When we drink beer we know it is not that beneficial in combination with our training, but is this also the fact for non-alcoholic beers? A 2016 study¹ looked at effects of non-alcoholic beer before exercise on fluid and electrolyte balance in athletes. The results where that the non-alcoholic beer could help maintain electrolyte balance during exercise, which is beneficial. Electrolytes are minerals in our body that have an electric charge. They help regulate important functions like hydration, nerve signals, muscle contractions, and maintaining the right balance of acids and bases.

Another study² about alcohol-free beer is from 2012 in which marathon runners drinked non-alcohol beer 3 weeks prior and 2 weeks after running a marathon. What they found was that inflammation from the marathon was reduced compared to the control group and that there where less Upper Respiratory Tract Infection incidences.

The last study³ i want to include looked at the suitability of beer as an alternative to classical Fitness Drinks. To summarize, yeast-clouded, alcohol-free beer is a beverage that contains minerals and is isotonic, suggesting it could be a good option as a sports drink. However, they noted that since it lacks sodium, the actual benefits of this beverage may decrease.
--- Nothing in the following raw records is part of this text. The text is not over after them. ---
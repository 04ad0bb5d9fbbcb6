use crate::utils::urls::to_origin;
use axum::http::request::Parts;
use axum::http::{HeaderValue, Method};
use tower_http::cors::{AllowOrigin, Any, CorsLayer};

pub fn is_allowed_origin(origin: Option<&str>, allowed_origins: &[String]) -> bool {
    match origin.and_then(to_origin) {
        None => false,
        Some(origin) => allowed_origins.contains(&origin),
    }
}

pub fn cors_layer(allowed_origins: Vec<String>) -> CorsLayer {
    tracing::info!("CORS allowed origins: {:?}", allowed_origins);
    CorsLayer::new()
        .allow_origin(AllowOrigin::predicate(
            move |origin: &HeaderValue, _parts: &Parts| {
                is_allowed_origin(origin.to_str().ok(), &allowed_origins)
            },
        ))
        .allow_methods([Method::GET, Method::POST, Method::OPTIONS])
        .allow_headers(Any)
}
In conclusion we can see that the alcohol free beer won’t harm your training, in fact it may even be beneficial according to some studies.

The impact on my diet

When are we looking at drinking alcohol free beer and your diet we schould also look at the calories it contains. We can compare some common beers according to their calorie content:

BrandAlcohol free variantNormal variant
Jupiler35kcal per 100ml43kcal per 100ml
Heineken21kcal per 100ml42kcal per 100ml
Grolsch23kcal per 100ml40kcal per 100ml
Warsteiner26kcal per 100ml42kcal per 100ml
Alcohol free beers compared to their alcoholic variant

As we can see the calorie difference can change per brand you are drinking. So it is always good if you substitute to look for what excatly you are substituting it in your case. If we are looking at the biggest difference (Heineken) we can see that it will add up quickly. With a beer being 300ml, meaning you are saving 61 calories per beer you drink. Cola also contains around 42 calories per 100ml and with beer in general being a low sugar drink it can be a good option.
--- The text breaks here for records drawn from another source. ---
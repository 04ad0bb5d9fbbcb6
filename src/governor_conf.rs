use crate::server::rate_limiter::ClientKeyExtractor;
use anyhow::{Error, anyhow};
use governor::middleware::NoOpMiddleware;
use tower_governor::governor::{GovernorConfig, GovernorConfigBuilder};

// one request replenished per second, up to `burst` in a row
pub fn get_governor_conf(
    burst: u32,
) -> Result<GovernorConfig<ClientKeyExtractor, NoOpMiddleware>, Error> {
    GovernorConfigBuilder::default()
        .per_second(1)
        .burst_size(burst)
        .key_extractor(ClientKeyExtractor)
        .finish()
        .ok_or_else(|| anyhow!("invalid rate limit configuration: burst {}", burst))
}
Also take in to account that where with some people one alcoholic beer can lead to many more with non-alcoholic beer this won’t be the case so quickly. You probably will have less which you should also take into account. But if you have struggled with alcohol or your diet in the past alcoholic-free beer can also bring you into temptation to drink normal beer. Alcohol free beer can for some people be a stepping stone to alcohol instead of a substitute. You know yourself the best and know what is wise in your situation. For example if you are trying to stop with alcohol for some people it would work better to not be brought into temtation by something that looks and taste simular. For others it can be just the right fit to still be able to join the social occasions with friends that like an alcoholic drink or two without feeling excluded.
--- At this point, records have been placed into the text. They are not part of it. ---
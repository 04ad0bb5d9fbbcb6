use crate::utils::constants::*;
use crate::utils::get_env::{env_var_to_vec, get_env_parsed, get_env_var, get_env_var_or};
use crate::utils::urls::to_origin;
use anyhow::Error;
use std::path::PathBuf;
use std::time::Duration;

#[derive(Debug, Clone)]
pub struct Config {
    pub port: u16,
    pub environment: String,
    pub frontend_url: String,
    pub additional_origins: Vec<String>,
    pub upload_dir: PathBuf,
    pub max_upload_bytes: usize,
    pub cleanup_interval: Duration,
    pub max_file_age: Duration,
    pub request_timeout: Duration,
    // 0 disables rate limiting
    pub rate_limit_burst: u32,
    pub landmark: LandmarkServiceConfig,
    pub claude: ClaudeConfig,
}

#[derive(Debug, Clone)]
pub struct LandmarkServiceConfig {
    pub base_url: String,
    pub timeout: Duration,
    pub max_retries: u32,
}

#[derive(Debug, Clone)]
pub struct ClaudeConfig {
    pub api_key: Option<String>,
    pub base_url: String,
    pub model: String,
    pub max_tokens: u32,
    pub timeout: Duration,
}

impl Config {
    pub fn from_env() -> Result<Self, Error> {
        Ok(Self {
            port: get_env_parsed("PORT", DEFAULT_PORT)?,
            environment: get_env_var_or("ENVIRONMENT", "development"),
            frontend_url: get_env_var_or("FRONTEND_URL", DEFAULT_FRONTEND_URL),
            additional_origins: env_var_to_vec("ADDITIONAL_ORIGINS"),
            upload_dir: PathBuf::from(get_env_var_or("UPLOAD_DIR", DEFAULT_UPLOAD_DIR)),
            max_upload_bytes: get_env_parsed("MAX_UPLOAD_BYTES", DEFAULT_MAX_UPLOAD_BYTES)?,
            cleanup_interval: Duration::from_secs(get_env_parsed(
                "CLEANUP_INTERVAL_SECS",
                DEFAULT_CLEANUP_INTERVAL_SECS,
            )?),
            max_file_age: Duration::from_secs(get_env_parsed(
                "MAX_FILE_AGE_SECS",
                DEFAULT_MAX_FILE_AGE_SECS,
            )?),
            request_timeout: Duration::from_secs(get_env_parsed(
                "REQUEST_TIMEOUT_SECS",
                DEFAULT_REQUEST_TIMEOUT_SECS,
            )?),
            rate_limit_burst: get_env_parsed("RATE_LIMIT_BURST", DEFAULT_RATE_LIMIT_BURST)?,
            landmark: LandmarkServiceConfig {
                base_url: get_env_var_or("LANDMARK_SERVICE_URL", DEFAULT_LANDMARK_SERVICE_URL),
                timeout: Duration::from_secs(get_env_parsed(
                    "LANDMARK_SERVICE_TIMEOUT_SECS",
                    DEFAULT_LANDMARK_TIMEOUT_SECS,
                )?),
                max_retries: get_env_parsed("LANDMARK_SERVICE_RETRIES", DEFAULT_LANDMARK_RETRIES)?,
            },
            claude: ClaudeConfig {
                api_key: get_env_var("ANTHROPIC_API_KEY")
                    .ok()
                    .filter(|k| !k.trim().is_empty()),
                base_url: get_env_var_or("ANTHROPIC_BASE_URL", DEFAULT_ANTHROPIC_BASE_URL),
                model: get_env_var_or("CLAUDE_MODEL", DEFAULT_CLAUDE_MODEL),
                max_tokens: get_env_parsed("CLAUDE_MAX_TOKENS", DEFAULT_CLAUDE_MAX_TOKENS)?,
                timeout: Duration::from_secs(DEFAULT_RECOMMENDER_TIMEOUT_SECS),
            },
        })
    }

    pub fn is_production(&self) -> bool {
        self.environment.eq_ignore_ascii_case("production")
    }

    /// Origins the browser app may call from: the configured frontend, any
    /// extra origins, and the local dev servers outside production.
    pub fn allowed_origins(&self) -> Vec<String> {
        let mut origins: Vec<String> = std::iter::once(self.frontend_url.as_str())
            .chain(self.additional_origins.iter().map(String::as_str))
            .filter_map(to_origin)
            .collect();

        if !self.is_production() {
            origins.extend(DEV_ORIGINS.iter().filter_map(|o| to_origin(o)));
        }

        origins.sort();
        origins.dedup();
        origins
    }

    // the request body limit wraps the file limit plus multipart framing
    pub fn request_body_limit(&self) -> usize {
        self.max_upload_bytes + MULTIPART_OVERHEAD_BYTES
    }
}

impl Default for Config {
    fn default() -> Self {
        Self {
            port: DEFAULT_PORT,
            environment: "development".to_string(),
            frontend_url: DEFAULT_FRONTEND_URL.to_string(),
            additional_origins: Vec::new(),
            upload_dir: PathBuf::from(DEFAULT_UPLOAD_DIR),
            max_upload_bytes: DEFAULT_MAX_UPLOAD_BYTES,
            cleanup_interval: Duration::from_secs(DEFAULT_CLEANUP_INTERVAL_SECS),
            max_file_age: Duration::from_secs(DEFAULT_MAX_FILE_AGE_SECS),
            request_timeout: Duration::from_secs(DEFAULT_REQUEST_TIMEOUT_SECS),
            rate_limit_burst: DEFAULT_RATE_LIMIT_BURST,
            landmark: LandmarkServiceConfig {
                base_url: DEFAULT_LANDMARK_SERVICE_URL.to_string(),
                timeout: Duration::from_secs(DEFAULT_LANDMARK_TIMEOUT_SECS),
                max_retries: DEFAULT_LANDMARK_RETRIES,
            },
            claude: ClaudeConfig {
                api_key: None,
                base_url: DEFAULT_ANTHROPIC_BASE_URL.to_string(),
                model: DEFAULT_CLAUDE_MODEL.to_string(),
                max_tokens: DEFAULT_CLAUDE_MAX_TOKENS,
                timeout: Duration::from_secs(DEFAULT_RECOMMENDER_TIMEOUT_SECS),
            },
        }
    }
}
Is alcohol free really alcohol free?

What you need to watch for while drinking “alcohol free” beer is that it still contains alcohol. If you are pregnant or you are in a situation you are not allowed to drink a drip of alcohol it is still not recommended to drink alcohol free beers. Next to that the percent of alcohol allowed to be able to call it “alcohol free” can differ per country. In Germany it is allowed to put this label on if it contains less then 0.5% alcohol, which is little but still can contain 1/10th of a normal beer. If we are looking at the UK the rules say it should contain less then 0.05% alcohol, which is less then 1/100th of one normal beer. On the picture below we see a Heineken beer with 0.0 on the label. This means that it contains less then 0.05% alcohol.

Wrap up

If you like alcohol-free beer it is a good option that doesn’t impact your training negatively. In the end look at your personal situation and if you can’t make up your mind, try it for once.

1.) Castro-Sepulveda, M., Johannsen, N., Astudillo, S., Jorquera, C., Álvarez, C., Zbinden-Foncea, H., & Ramírez-Campillo, R. (2016). Effects of Beer, Non-Alcoholic Beer and Water Consumption before Exercise on Fluid and Electrolyte Homeostasis in Athletes. Nutrients8(6), 345.

2.) Scherr, J., Nieman, D. C., Schuster, T., Habermann, J., Rank, M., Braun, S., Pressler, A., Wolfarth, B., & Halle, M. (2012). Nonalcoholic beer reduces inflammation and incidence of respiratory tract illness. Medicine and science in sports and exercise44(1), 18–26.

3.) Krennhuber, K., Kahr, H., & Jäger, A. (2016). Suitability of beer as an alternative to classical fitness drinks. Current Research in Nutrition and Food Science Journal4(Special Issue Nutrition in Conference October 2016), 26-31.